Rice is scheduled to meet with Fox today in Mexico in preparation for a
summit meeting at President Bush's ranch in Crawford, Tex., later this
month.

The administration's decision does not affect the rest of the Vienna
Convention, which requires its 166 signatories to inform foreigners of
their right to see a home-country diplomat when detained overseas. But
it shows that Washington's desire to counteract international pressure
on the death penalty now weighs against a long-standing policy of
ensuring the United States a forum in which to enforce its citizens'
allegations of abuse.

"The International Court of Justice has interpreted the Vienna Consular
Convention in ways that we had not anticipated that involved state
criminal prosecutions and the death penalty, effectively asking the
court to supervise our domestic criminal system," State Department
spokeswoman Darla Jordan said yesterday.

Withdrawal from the protocol is a way of "protecting against future
International Court of Justice judgments that might similarly interpret
the consular convention or disrupt our domestic criminal system in ways
we did not anticipate when we joined the convention," Jordan added.

The administration's action comes after its Feb. 28 decision to grant 51
Mexicans on death row in Texas and elsewhere new state court hearings,
as the ICJ had ordered.

But withdrawal from the protocol means that the United States will not
have to bow to the ICJ again, legal analysts said.

Some said the decision would weaken both protections for U.S. citizens
abroad and the idea of reciprocal obligation that the protocol embodied.

"It's encouraging that the president wants to comply with the ICJ
judgment" in the Mexicans' case, said Frederic L. Kirgis, a professor of
international law at Washington and Lee University. "But it's
discouraging that it's now saying we're taking our marbles and going home."

The State Department, however, notes that fewer than 30 percent of the
signatories to the Vienna Convention had agreed to the protocol. Among
those that had not done so are Spain, Brazil and Canada, officials said.

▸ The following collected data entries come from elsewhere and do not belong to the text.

use std::collections::HashMap;

use chrono::{DateTime, Utc};

use crate::{
    Category, EngineError, Purchase, PurchaseDetail, PurchaseFilter, ResultEngine, Status,
    listing::{PageParams, Paged},
    purchases::{self, validate_amount},
    util::normalize_optional_text,
};

use super::{Engine, tags::pick_tags};

#[derive(Clone, Debug)]
pub struct NewPurchase {
    pub category_id: i32,
    pub sub_category_id: Option<i32>,
    /// Comma-separated tag ids.
    pub tag_ids: Option<String>,
    pub date: DateTime<Utc>,
    pub amount: i64,
    pub reason: Option<String>,
    pub note: Option<String>,
    pub color: Option<String>,
    pub method: i16,
    pub status: Option<i32>,
    pub details: Option<serde_json::Value>,
}

/// Purchase update.
///
/// References, reason, status and details are partial. Amount, date, note,
/// color and method always replace the stored values.
#[derive(Clone, Debug)]
pub struct PurchaseUpdate {
    pub category_id: Option<i32>,
    pub sub_category_id: Option<i32>,
    pub tag_ids: Option<String>,
    pub reason: Option<String>,
    pub status: Option<i32>,
    pub details: Option<serde_json::Value>,
    pub date: DateTime<Utc>,
    pub amount: i64,
    pub note: String,
    pub color: String,
    pub method: i16,
}

fn non_null(details: Option<serde_json::Value>) -> Option<serde_json::Value> {
    details.filter(|value| !value.is_null())
}

impl Engine {
    pub async fn add_purchase(&self, input: NewPurchase) -> ResultEngine<PurchaseDetail> {
        let category = self
            .active_category(input.category_id, "category not found")
            .await?;
        let sub_category = match input.sub_category_id {
            Some(id) => Some(self.active_category(id, "sub category not found").await?),
            None => None,
        };
        let tags = match normalize_optional_text(input.tag_ids.as_deref()) {
            Some(raw) => self.resolve_tag_list(&raw).await?,
            None => Vec::new(),
        };

        let mut purchase = Purchase::new(category.id, input.date, input.amount)?;
        purchase.sub_category_id = sub_category.as_ref().map(|c| c.id);
        purchase.tag_ids = tags.iter().map(|tag| tag.id).collect();
        purchase.reason = normalize_optional_text(input.reason.as_deref()).unwrap_or_default();
        purchase.note = input.note.unwrap_or_default();
        purchase.color = normalize_optional_text(input.color.as_deref()).unwrap_or_default();
        purchase.method = input.method;
        purchase.status = Status::from_input(input.status)?.unwrap_or_default();
        purchase.details = non_null(input.details);

        let purchase = self.purchases.insert(&purchase).await?;
        tracing::debug!(purchase_id = purchase.id, category_id = category.id, "purchase created");
        Ok(PurchaseDetail {
            purchase,
            category: Some(category),
            sub_category,
            tags,
        })
    }

    /// Lists purchases with their active categories and tags attached.
    pub async fn list_purchases(
        &self,
        filter: &PurchaseFilter,
        page: &PageParams,
    ) -> ResultEngine<Paged<PurchaseDetail>> {
        let page = page.normalize(purchases::ORDERABLE_COLUMNS);
        let found = self.purchases.find_all(filter, &page).await?;

        let mut category_ids: Vec<i32> = found
            .items
            .iter()
            .flat_map(|p| std::iter::once(p.category_id).chain(p.sub_category_id))
            .collect();
        category_ids.sort_unstable();
        category_ids.dedup();
        let categories: HashMap<i32, Category> = self
            .categories
            .find_by_ids(&category_ids, Some(Status::Active))
            .await?
            .into_iter()
            .map(|category| (category.id, category))
            .collect();
        let tags = self
            .tags_by_id(found.items.iter().map(|p| p.tag_ids.as_slice()))
            .await?;

        Ok(found.map(|purchase| PurchaseDetail {
            category: categories.get(&purchase.category_id).cloned(),
            sub_category: purchase
                .sub_category_id
                .and_then(|id| categories.get(&id).cloned()),
            tags: pick_tags(&purchase.tag_ids, &tags),
            purchase,
        }))
    }

    pub async fn update_purchase(
        &self,
        id: i32,
        update: PurchaseUpdate,
    ) -> ResultEngine<PurchaseDetail> {
        let mut purchase = self
            .purchases
            .find_by_id(id, None)
            .await?
            .ok_or_else(|| EngineError::KeyNotFound("purchase not found".to_string()))?;

        if let Some(category_id) = update.category_id {
            purchase.category_id = self
                .active_category(category_id, "category not found")
                .await?
                .id;
        }
        if let Some(sub_category_id) = update.sub_category_id {
            purchase.sub_category_id = Some(
                self.active_category(sub_category_id, "sub category not found")
                    .await?
                    .id,
            );
        }
        if let Some(raw) = normalize_optional_text(update.tag_ids.as_deref()) {
            let tags = self.resolve_tag_list(&raw).await?;
            purchase.tag_ids = tags.iter().map(|tag| tag.id).collect();
        }
        if let Some(reason) = normalize_optional_text(update.reason.as_deref()) {
            purchase.reason = reason;
        }
        if let Some(status) = Status::from_input(update.status)? {
            purchase.status = status;
        }
        if purchase.status.is_active() {
            purchase.deleted_at = None;
        }
        if let Some(details) = non_null(update.details) {
            purchase.details = Some(details);
        }
        purchase.amount = validate_amount(update.amount)?;
        purchase.date = update.date;
        purchase.note = update.note;
        purchase.color = update.color.trim().to_string();
        purchase.method = update.method;

        purchase.updated_at = Utc::now();
        let purchase = self.purchases.update(&purchase).await?;
        self.purchase_detail(purchase).await
    }

    pub async fn remove_purchase(&self, id: i32) -> ResultEngine<()> {
        let purchase = self
            .purchases
            .find_by_id(id, Some(Status::Active))
            .await?
            .ok_or_else(|| EngineError::KeyNotFound("purchase not found".to_string()))?;
        self.purchases.soft_delete(purchase.id).await?;
        tracing::debug!(purchase_id = purchase.id, "purchase removed");
        Ok(())
    }

    async fn active_category(&self, id: i32, missing: &str) -> ResultEngine<Category> {
        self.categories
            .find_by_id(id, Some(Status::Active))
            .await?
            .ok_or_else(|| EngineError::KeyNotFound(missing.to_string()))
    }

    async fn purchase_detail(&self, purchase: Purchase) -> ResultEngine<PurchaseDetail> {
        let category = self
            .categories
            .find_by_id(purchase.category_id, Some(Status::Active))
            .await?;
        let sub_category = match purchase.sub_category_id {
            Some(id) => self.categories.find_by_id(id, Some(Status::Active)).await?,
            None => None,
        };
        let tags = self.tags_by_id([purchase.tag_ids.as_slice()]).await?;

        Ok(PurchaseDetail {
            category,
            sub_category,
            tags: pick_tags(&purchase.tag_ids, &tags),
            purchase,
        })
    }
}
use std::sync::Arc;

use chrono::Duration;
use sea_orm::DatabaseConnection;

use crate::{
    EngineError, ResultEngine,
    auth::{DEFAULT_TOKEN_TTL_DAYS, TokenSigner},
    repo::{
        CategoryRepository, PurchaseRepository, Repositories, TagRepository, UserRepository,
        UserTokenRepository,
    },
};

mod categories;
mod purchases;
mod tags;
mod users;

pub use categories::{CategoryDetail, CategoryPatch, NewCategory};
pub use purchases::{NewPurchase, PurchaseUpdate};
pub use tags::{NewTag, TagPatch};
pub use users::{NewUser, UserPatch};

/// Business operations over categories, tags, purchases and users.
///
/// Every request is served independently against the repositories; the
/// engine holds no mutable state of its own.
pub struct Engine {
    categories: Arc<dyn CategoryRepository>,
    tags: Arc<dyn TagRepository>,
    purchases: Arc<dyn PurchaseRepository>,
    users: Arc<dyn UserRepository>,
    tokens: Arc<dyn UserTokenRepository>,
    signer: TokenSigner,
}

impl Engine {
    /// Return a builder for `Engine`. Help to build the struct.
    pub fn builder() -> EngineBuilder {
        EngineBuilder::default()
    }
}

/// The builder for `Engine`
#[derive(Default)]
pub struct EngineBuilder {
    repositories: Option<Repositories>,
    token_secret: Option<Vec<u8>>,
    token_ttl: Option<Duration>,
}

impl EngineBuilder {
    /// Pass the required database; sea-orm repositories are built on it.
    pub fn database(mut self, db: DatabaseConnection) -> EngineBuilder {
        self.repositories = Some(Repositories::sea_orm(db));
        self
    }

    /// Use custom repositories instead of [`EngineBuilder::database`].
    pub fn repositories(mut self, repositories: Repositories) -> EngineBuilder {
        self.repositories = Some(repositories);
        self
    }

    /// HMAC secret bearer tokens are signed with.
    pub fn token_secret(mut self, secret: impl AsRef<[u8]>) -> EngineBuilder {
        self.token_secret = Some(secret.as_ref().to_vec());
        self
    }

    /// Lifetime of issued tokens, 30 days unless set.
    pub fn token_ttl(mut self, ttl: Duration) -> EngineBuilder {
        self.token_ttl = Some(ttl);
        self
    }

    /// Construct `Engine`
    pub async fn build(self) -> ResultEngine<Engine> {
        let repositories = self
            .repositories
            .ok_or_else(|| EngineError::InvalidInput("database is required".to_string()))?;
        let secret = self
            .token_secret
            .ok_or_else(|| EngineError::InvalidInput("token secret is required".to_string()))?;
        let ttl = self
            .token_ttl
            .unwrap_or_else(|| Duration::days(DEFAULT_TOKEN_TTL_DAYS));

        Ok(Engine {
            categories: repositories.categories,
            tags: repositories.tags,
            purchases: repositories.purchases,
            users: repositories.users,
            tokens: repositories.tokens,
            signer: TokenSigner::new(&secret, ttl)?,
        })
    }
}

Bush's decision to enforce the ICJ judgment in the case of the Mexicans
"should ensure that our withdrawal is not interpreted as an indication
that we will not fulfill our international obligations," said Jordan of
the State Department.

Meanwhile, the president's decision has thrown the Supreme Court case
regarding the Mexicans into limbo. Some legal analysts suggest the case
may now be moot.

Attorneys for Jose Ernesto Medellin, a convicted murderer on death row
in Texas who is seeking review of his assertion that a lack of consular
access harmed his case at trial, have asked the justices to put the case
on hold until after Medellin has had his hearing in Texas state court.

The Texas attorney general's office, meanwhile, issued a statement
Tuesday saying, "We respectfully believe" that the president's decision
"exceeds constitutional bounds for federal authority."